Now, I’m tempted to agree with him out of my long-held opinion that a belief in the imminent apocalypse–best exemplified by religious millenarianists, although as the excellent Children of Men and most of the other aforementioned films would indicate, that lot by no means has a monopoly on the doctrine–is 100% pure vanity, a reflection of the deep-seated conviction that one is part of the Most Special Generation EVAR. But really, there’s nothing inherent in present-day reality to make people feel pessimistic? Perhaps not for Reynolds, who doffs his rose-colored glasses only to look at Islamism, gun rights, and the Democratic Congress’s approval ratings, but for the rest of us, a lot of things do look mighty grim.
But Simon Reynolds takes the pessimism too far:
Race, gay rights, drugs, socioeconomic equality, religion — on just about every front, things either are not nearly as advanced as we’d have once expected or have actually gone into reverse.

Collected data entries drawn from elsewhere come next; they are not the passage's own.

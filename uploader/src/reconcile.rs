//! Deciding which recordings still need to be published.
//!
//! A recording is considered published when the channel already has a video whose title is
//! exactly the recording's file name. Nothing is normalized: case, whitespace, and file
//! extensions all take part in the comparison.

use serde::{Deserialize, Serialize};
use std::collections::HashSet;

/// A file sitting in the storage folder that recordings are picked up from.
#[derive(Debug, Clone, PartialEq, Eq, Serialize, Deserialize)]
pub struct RemoteFile {
    /// Drive's identifier for the file.
    pub id: String,
    /// The file name, which doubles as the title of the video it becomes.
    pub name: String,
    /// Size of the file content in bytes.
    ///
    /// Drive only reports sizes for files with binary content, so this is 0 for anything else.
    pub size: u64,
}

/// A file with no video of the same title yet, still to be published this run.
pub type PendingUpload = RemoteFile;

/// A video that is already on the channel.
#[derive(Debug, Clone, PartialEq, Eq, Serialize, Deserialize)]
pub struct RemoteVideo {
    /// YouTube's identifier for the video.
    pub id: String,
    /// Compared against [`RemoteFile::name`] as-is.
    pub title: String,
}

/// Collects the titles of the given videos for use with [`reconcile`].
pub fn existing_titles<'a>(videos: impl IntoIterator<Item = &'a RemoteVideo>) -> HashSet<String> {
    videos.into_iter().map(|v| v.title.clone()).collect()
}

/// Returns the files that have no video with a matching title, in listing order.
///
/// # Arguments
///
/// * `files` - The contents of the source folder, in the order they were listed
/// * `existing_titles` - Titles of the videos already on the channel, see [`existing_titles`]
///
/// Files are checked independently, so two files with the same name are either both kept or
/// both dropped.
pub fn reconcile(
    files: impl IntoIterator<Item = RemoteFile>,
    existing_titles: &HashSet<String>,
) -> Vec<PendingUpload> {
    files
        .into_iter()
        .filter(|f| !existing_titles.contains(f.name.as_str()))
        .collect()
}

#[cfg(test)]
mod tests {
    use super::*;
    use pretty_assertions::assert_eq;

    fn file(id: &str, name: &str) -> RemoteFile {
        RemoteFile {
            id: id.to_string(),
            name: name.to_string(),
            size: 0,
        }
    }

    fn titles(ts: &[&str]) -> HashSet<String> {
        ts.iter().map(|t| t.to_string()).collect()
    }

    #[test]
    fn no_files_means_nothing_to_do() {
        assert!(reconcile(Vec::<RemoteFile>::new(), &titles(&[])).is_empty());
        assert!(reconcile(Vec::<RemoteFile>::new(), &titles(&["a", "b"])).is_empty());
    }

    #[test]
    fn empty_channel_keeps_everything() {
        let files = vec![file("1", "a"), file("2", "b"), file("3", "c")];
        assert_eq!(reconcile(files.clone(), &titles(&[])), files);
    }

    #[test]
    fn drops_published() {
        let files = vec![file("1", "a"), file("2", "b")];
        assert_eq!(reconcile(files, &titles(&["b"])), vec![file("1", "a")]);
    }

    #[test]
    fn single_published_file() {
        assert!(reconcile(vec![file("1", "a")], &titles(&["a"])).is_empty());
    }

    #[test]
    fn duplicate_names_are_judged_together() {
        let files = vec![file("1", "x"), file("2", "x")];
        assert_eq!(reconcile(files.clone(), &titles(&[])), files);
        assert!(reconcile(files, &titles(&["x"])).is_empty());
    }

    #[test]
    fn matching_is_exact() {
        let files = vec![
            file("1", "Talk.mp4"),
            file("2", "talk.mp4"),
            file("3", " talk.mp4"),
            file("4", "talk"),
        ];
        let kept = reconcile(files, &titles(&["talk.mp4"]));
        let ids: Vec<_> = kept.iter().map(|f| f.id.as_str()).collect();
        assert_eq!(ids, ["1", "3", "4"]);
    }

    #[test]
    fn keeps_listing_order() {
        let files = vec![
            file("5", "e"),
            file("1", "a"),
            file("4", "d"),
            file("2", "b"),
            file("3", "c"),
        ];
        let kept = reconcile(files, &titles(&["a", "c"]));
        let ids: Vec<_> = kept.iter().map(|f| f.id.as_str()).collect();
        assert_eq!(ids, ["5", "4", "2"]);
    }

    #[test]
    fn titles_from_videos() {
        let videos = [
            RemoteVideo {
                id: "v1".into(),
                title: "a".into(),
            },
            RemoteVideo {
                id: "v2".into(),
                title: "b".into(),
            },
            RemoteVideo {
                id: "v3".into(),
                title: "a".into(),
            },
        ];
        assert_eq!(existing_titles(&videos), titles(&["a", "b"]));
    }
}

Again, really? Look, there’s a difference between “as we’d have once expected,” and “as we’d like,” unless the “we” refers exclusively to hippies and little kids. I’ll admit that the Sesame Street watcher in me is kind of amazed that racism even exists, but the notion that we’re backsliding as a culture (as opposed to via certain current policies that stand to be subsequently backslid themselves) across a broad spectrum of socially progressive issues just doesn’t ring true to me. Maybe this is just more optimistic futurism, but for example, don’t statistics indicate that gay marriage will be a widely accepted reality within a generation? And, for another example, don’t we stand a better-than-decent chance of electing either a woman or a black man president the next time around? Don’t let’s give up on the metaphorical jetpacks just yet, folks.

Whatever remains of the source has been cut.